The four declared candidates to succeed UN Secretary-General Antonio Guterres will be questioned publicly this week, a preliminary step before designating the person who will lead an organization in the midst of a storm.
Chilean Michelle Bachelet, Argentinian Rafael Grossi, Costa Rican Rebeca Grynspan and Senegalese Macky Sall will each be subjected for three hours, on Tuesday and Wednesday, to questions from the 193 member states and representatives of civil society.
This is only the second time the UN has organised this "grand oral", created in 2016 for greater transparency.
Many states are advocating for a woman to take the helm of the UN for the first time, and Latin America is claiming the position under a tradition of geographical rotation, which is not always respected.
But it is the members of the Security Council - in fact the five permanent members with their right of veto (United States, China, Russia, United Kingdom, France) - who truly hold the future of the candidates in their hands.
The next secretary-general will have to be in line with "American values and interests," warned US Ambassador Mike Waltz.
The four official candidates to date to take the helm of the UN on January 1, 2027 all emphasize the need to rebuild trust in an organization that has been battered and is on the verge of financial crisis.

Aged 74, the socialist, tortured for her opposition to the regime of Augusto Pinochet, was the first female president of Chile (2006-2010 then 2014-2018), becoming a leading international political figure.
His time at the head of the UN High Commissioner for Human Rights (2016-2022), a sensitive position, attracted some resentment.
China had strongly criticized its publication of a damning report on the plight of the Uyghur minority.
In her letter outlining her "vision" as Secretary-General, Michelle Bachelet said she was "convinced" that her experience had "prepared her to face" this era in which the international system "faces challenges of unprecedented scale, urgency and complexity".
His candidacy is supported by Mexico and Brazil.

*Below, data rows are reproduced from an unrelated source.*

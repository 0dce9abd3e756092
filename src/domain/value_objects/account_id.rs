use crate::domain::errors::ValidationError;

/// Identifier of the account (tenant) whose keys live under `<id>/` in a
/// shared bucket.
#[derive(Debug, Clone, PartialEq, Eq, Hash)]
pub struct AccountId(String);

impl AccountId {
    const MAX_LEN: usize = 128;

    pub fn new(value: impl Into<String>) -> Result<Self, ValidationError> {
        let value = value.into();
        if value.is_empty() {
            return Err(ValidationError::EmptyAccountId);
        }

        if value.len() > Self::MAX_LEN {
            return Err(ValidationError::AccountIdTooLong {
                actual: value.len(),
                max: Self::MAX_LEN,
            });
        }

        // '/' would let one account reach into another's key space
        if let Some(c) = value.chars().find(|c| *c == '/' || c.is_control()) {
            return Err(ValidationError::InvalidAccountIdCharacter(c));
        }

        Ok(Self(value))
    }

    pub fn as_str(&self) -> &str {
        &self.0
    }

    /// Key prefix of this account inside a shared bucket
    pub fn key_prefix(&self) -> String {
        format!("{}/", self.0)
    }
}

impl std::fmt::Display for AccountId {
    fn fmt(&self, f: &mut std::fmt::Formatter<'_>) -> std::fmt::Result {
        write!(f, "{}", self.0)
    }
}

impl TryFrom<&str> for AccountId {
    type Error = ValidationError;

    fn try_from(value: &str) -> Result<Self, Self::Error> {
        AccountId::new(value)
    }
}

#[cfg(test)]
mod tests {
    use super::*;

    #[test]
    fn test_valid_account_id() {
        let id = AccountId::new("account1").unwrap();
        assert_eq!(id.as_str(), "account1");
        assert_eq!(id.key_prefix(), "account1/");
    }

    #[test]
    fn test_invalid_account_id() {
        assert_eq!(AccountId::new(""), Err(ValidationError::EmptyAccountId));
        assert_eq!(
            AccountId::new("a/b"),
            Err(ValidationError::InvalidAccountIdCharacter('/'))
        );
        assert!(matches!(
            AccountId::new("x".repeat(129)),
            Err(ValidationError::AccountIdTooLong { actual: 129, max: 128 })
        ));
    }
}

His own country, Chile, withdrew its support after the inauguration of the new far-right president, José Antonio Kast.

A career diplomat, the 65-year-old Argentinian came into the spotlight when he took over as head of the International Atomic Energy Agency (IAEA) in 2019.
This position led him to deal with the Iranian nuclear program and the dangers posed by the Zaporizhzhia nuclear facility in Ukraine, occupied by Russian forces. These are two highly sensitive issues involving several permanent members of the Security Council.
In his letter of application, he argues for a "return (of the UN) to its founding principles: saving humanity from the scourge of war." This is a message championed by the Trump administration, while other states emphasize the importance of the coexistence of the three UN pillars (peace, human rights, and development).

The former vice-president of Costa Rica, little known to the general public, heads the UN agency for trade and development (UNCTAD). In this capacity, she negotiated the "Black Sea Initiative" with Moscow and Kyiv in 2022 to facilitate the export of Ukrainian grain after the Russian invasion.
Drawing on her personal history, with Jewish parents who "barely survived" the Holocaust before immigrating to Costa Rica, she emphasizes her commitment to the UN Charter, founded on the ashes of the Second World War: "a permanent warning against the dangers of dehumanization, mistrust and fragmentation".

Macky Sall, 64, is the only candidate not from Latin America .
The former Senegalese president (2012-2024) insists in his "vision" on the intrinsic link between peace and development, the former not being able to be "sustainable" when the second pillar is undermined "by poverty, inequality, exclusion and climate vulnerability".
His candidacy for the UN, put forward by Burundi - which holds the rotating presidency of the African Union - is not supported by the regional bloc, 20 of whose 55 member countries have opposed it, nor by his own country.
The current Senegalese authorities accuse him in particular of having repressed in blood the violent political demonstrations which caused dozens of deaths between 2021 and 2024.